As it turns out, the “substantial transmission rate increase” generated additional revenue of $123 million. The transmission revenue is paid for by all local distribution companies (LDC) and included in the “delivery” line on electricity bills. The result of the $123-million increase collected by Hydro One (and all LDC) in delivery costs should have increased that line on the bills, but for Hydro One customers, it didn’t!   The “delivery” costs for Hydro One customers is estimated to have decreased from about 8.2 cents/kWh to 5.4 cents/kWh and “distribution” revenue fell by $96 million despite increased demand of 5.4% (697,000 MWh) in the comparable six months.

Another significant item affecting the positive results is related to what Hydro One paid for the cost of power which fell (despite increased demand) by $113 million from $1.538 billion to $1.425 billion and also fell for “delivery” line items previously included on hydro bills.

The kickbacks, under the Fair Hydro Plan, resulted from moving the “purchased power” costs to future ratepayers and by moving costs of issues such as the OESP*** and “conservation” spending to current taxpayers.

Those cost shifts naturally had a positive effect on Hydro One’s earnings.

In addition, and as noted in an article in the Ottawa Citizen Hydro One is responsible for monitoring “the energy production and pay thousands of FIT and MicroFit producers across the province, it is no longer able to share any information about those contracts publicly.”

Worthy of our trust?

Hydro is simply required to submit a bill to the IESO for the generation produced for all the MicroFIT contracted parties on their distribution network. Those bills are submitted monthly without scrutiny by the OEB or IESO, and IESO simply writes them a cheque the cost of which is billed to all of Ontario’s ratepayers.

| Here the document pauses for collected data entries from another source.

use super::{DocumentPresentation, Placement, SlotContent, ViewStyle};
use crate::app::domain::document::DocumentId;
use crate::app::infrastructure::collaborators::IconHandle;

const CASCADE_STEP: i32 = 25;
const CASCADE_WRAP: usize = 10;
const MIN_FRAME_WIDTH: i32 = 200;
const MIN_FRAME_HEIGHT: i32 = 150;

/// Window layouts offered by the desktop.
#[derive(Debug, Clone, Copy, PartialEq, Eq)]
pub enum WindowArrangement {
    Cascade,
    TileHorizontal,
    TileVertical,
}

#[derive(Debug, Clone, Copy, PartialEq, Eq)]
pub struct Bounds {
    pub x: i32,
    pub y: i32,
    pub width: i32,
    pub height: i32,
}

struct InternalFrame {
    title: String,
    content: SlotContent,
    tooltip: String,
    bounds: Bounds,
}

/// Documents as floating sub-windows on a desktop.
///
/// Selection is whichever frame holds activation focus. Arranging windows
/// only moves frames; it never touches the documents.
pub struct MultiWindowDesktop {
    frames: Vec<InternalFrame>,
    /// Activation order, most recently activated last.
    activation: Vec<DocumentId>,
    width: i32,
    height: i32,
    pending_change: Option<usize>,
}

impl Default for MultiWindowDesktop {
    fn default() -> Self {
        Self::new()
    }
}

impl MultiWindowDesktop {
    pub fn new() -> Self {
        Self {
            frames: Vec::new(),
            activation: Vec::new(),
            width: 1024,
            height: 768,
            pending_change: None,
        }
    }

    pub fn resize_desktop(&mut self, width: i32, height: i32) {
        self.width = width.max(1);
        self.height = height.max(1);
    }

    pub fn arrange(&mut self, arrangement: WindowArrangement) {
        match arrangement {
            WindowArrangement::Cascade => self.cascade(),
            WindowArrangement::TileHorizontal => self.tile_horizontal(),
            WindowArrangement::TileVertical => self.tile_vertical(),
        }
    }

    pub fn bounds_at(&self, index: usize) -> Option<Bounds> {
        self.frames.get(index).map(|f| f.bounds)
    }

    /// Stack every frame diagonally, the active one in front.
    pub fn cascade(&mut self) {
        let order = self.stacking_order();
        for (step, index) in order.into_iter().enumerate() {
            self.frames[index].bounds = self.cascade_bounds(step);
        }
    }

    /// Full-width frames stacked top to bottom.
    pub fn tile_horizontal(&mut self) {
        let n = self.frames.len() as i32;
        if n == 0 {
            return;
        }
        let band = self.height / n;
        let (width, height) = (self.width, self.height);
        for (i, frame) in self.frames.iter_mut().enumerate() {
            let i = i as i32;
            let bottom = if i == n - 1 { height } else { (i + 1) * band };
            frame.bounds = Bounds {
                x: 0,
                y: i * band,
                width,
                height: bottom - i * band,
            };
        }
    }

    /// Full-height frames side by side.
    pub fn tile_vertical(&mut self) {
        let n = self.frames.len() as i32;
        if n == 0 {
            return;
        }
        let column = self.width / n;
        let (width, height) = (self.width, self.height);
        for (i, frame) in self.frames.iter_mut().enumerate() {
            let i = i as i32;
            let right = if i == n - 1 { width } else { (i + 1) * column };
            frame.bounds = Bounds {
                x: i * column,
                y: 0,
                width: right - i * column,
                height,
            };
        }
    }

    /// Frame indices from back to front.
    fn stacking_order(&self) -> Vec<usize> {
        self.activation
            .iter()
            .filter_map(|doc| self.frames.iter().position(|f| f.content.document == *doc))
            .collect()
    }

    fn cascade_bounds(&self, step: usize) -> Bounds {
        let offset = (step % CASCADE_WRAP) as i32 * CASCADE_STEP;
        Bounds {
            x: offset,
            y: offset,
            width: (self.width * 2 / 3).max(MIN_FRAME_WIDTH),
            height: (self.height * 2 / 3).max(MIN_FRAME_HEIGHT),
        }
    }

    fn activate(&mut self, index: usize) {
        let doc = self.frames[index].content.document;
        self.activation.retain(|d| *d != doc);
        self.activation.push(doc);
    }
}

impl DocumentPresentation for MultiWindowDesktop {
    fn view_style(&self) -> ViewStyle {
        ViewStyle::Desktop
    }

    fn add_slot(&mut self, display_name: &str, content: SlotContent, path: &str) -> usize {
        let bounds = self.cascade_bounds(self.frames.len());
        self.frames.push(InternalFrame {
            title: display_name.to_string(),
            content,
            tooltip: path.to_string(),
            bounds,
        });
        let index = self.frames.len() - 1;
        // A newly shown frame takes activation.
        self.activate(index);
        self.pending_change = Some(index);
        index
    }

    fn remove_slot(&mut self, index: usize) {
        if index >= self.frames.len() {
            return;
        }
        let frame = self.frames.remove(index);
        self.activation.retain(|d| *d != frame.content.document);
        self.pending_change = None;
    }

    fn slot_count(&self) -> usize {
        self.frames.len()
    }

    fn selected_index(&self) -> Option<usize> {
        let active = self.activation.last()?;
        self.frames.iter().position(|f| f.content.document == *active)
    }

    fn set_selected_index(&mut self, index: usize) {
        if index >= self.frames.len() || self.selected_index() == Some(index) {
            return;
        }
        self.activate(index);
        self.pending_change = Some(index);
    }

    fn display_name_at(&self, index: usize) -> Option<&str> {
        self.frames.get(index).map(|f| f.title.as_str())
    }

    fn set_display_name_at(&mut self, index: usize, name: &str) {
        if let Some(frame) = self.frames.get_mut(index) {
            frame.title = name.to_string();
        }
    }

    fn content_at(&self, index: usize) -> Option<&SlotContent> {
        self.frames.get(index).map(|f| &f.content)
    }

    fn tooltip_at(&self, index: usize) -> Option<&str> {
        self.frames.get(index).map(|f| f.tooltip.as_str())
    }

    fn update_slot(&mut self, index: usize, icon: IconHandle, path: &str) {
        if let Some(frame) = self.frames.get_mut(index) {
            frame.content.icon = icon;
            frame.tooltip = path.to_string();
        }
    }

    fn selection_placement(&self) -> Placement {
        Placement::Top
    }

    /// Sub-windows have no selection strip to place.
    fn set_selection_placement(&mut self, _placement: Placement) {}

    fn focus_owner(&self) -> Option<DocumentId> {
        self.activation.last().copied()
    }

    fn take_selection_change(&mut self) -> Option<usize> {
        self.pending_change.take()
    }

    fn as_desktop_mut(&mut self) -> Option<&mut MultiWindowDesktop> {
        Some(self)
    }
}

Should we trust Hydro One’s billing process for those thousands of FIT and MicroFIT producers, knowing that back in 2015 Ontario’s Ombudsman reported they issued more than 100,000 faulty bills to their customers? Privatization by the former Ontario Liberal government has resulted in a monopoly, now operating without oversight.

The Ottawa Citizen article about this issue had a fitting comment from Steve Aplin, an energy environment data specialist (website Emmissiontrak): “That’s what happens when you break up this system. Now, nobody is minding the store. It’s outrageous that the IESO, they send the cheques. You don’t just blindly send a cheque off to somebody. There must be some fiduciary responsibility.”

The results of Hydro One working “collaboratively” with the OEB reduced revenue in a positive way for them, as they shifted costs to future ratepayers and current taxpayers, generating higher profits.

Additionally, despite ratepayers picking up the billions in costs for “smart meters” and the “smart grid” neither the OEB or the IESO seem able to execute their fiduciary responsibility!

From all appearances, improving results for shareholders is more important now than containing costs for ratepayers and taxpayers for Hydro One, IESO and the OEB.

© Parker Gallant

*A quick estimate of additional April demand for Hydro One suggests increased distribution revenues of $10 million at say $50/MWh for the additional (estimated) 200,000 MWh their ratepayers consumed.

**Net Income before costs attributed to the planned acquisition of Avista Corporation.

***Hydro One has consistently had the highest percentage of dollar amounts in customer arrears. In 2016 they had almost 52% of all dollar amounts of arrears of $69.7 million.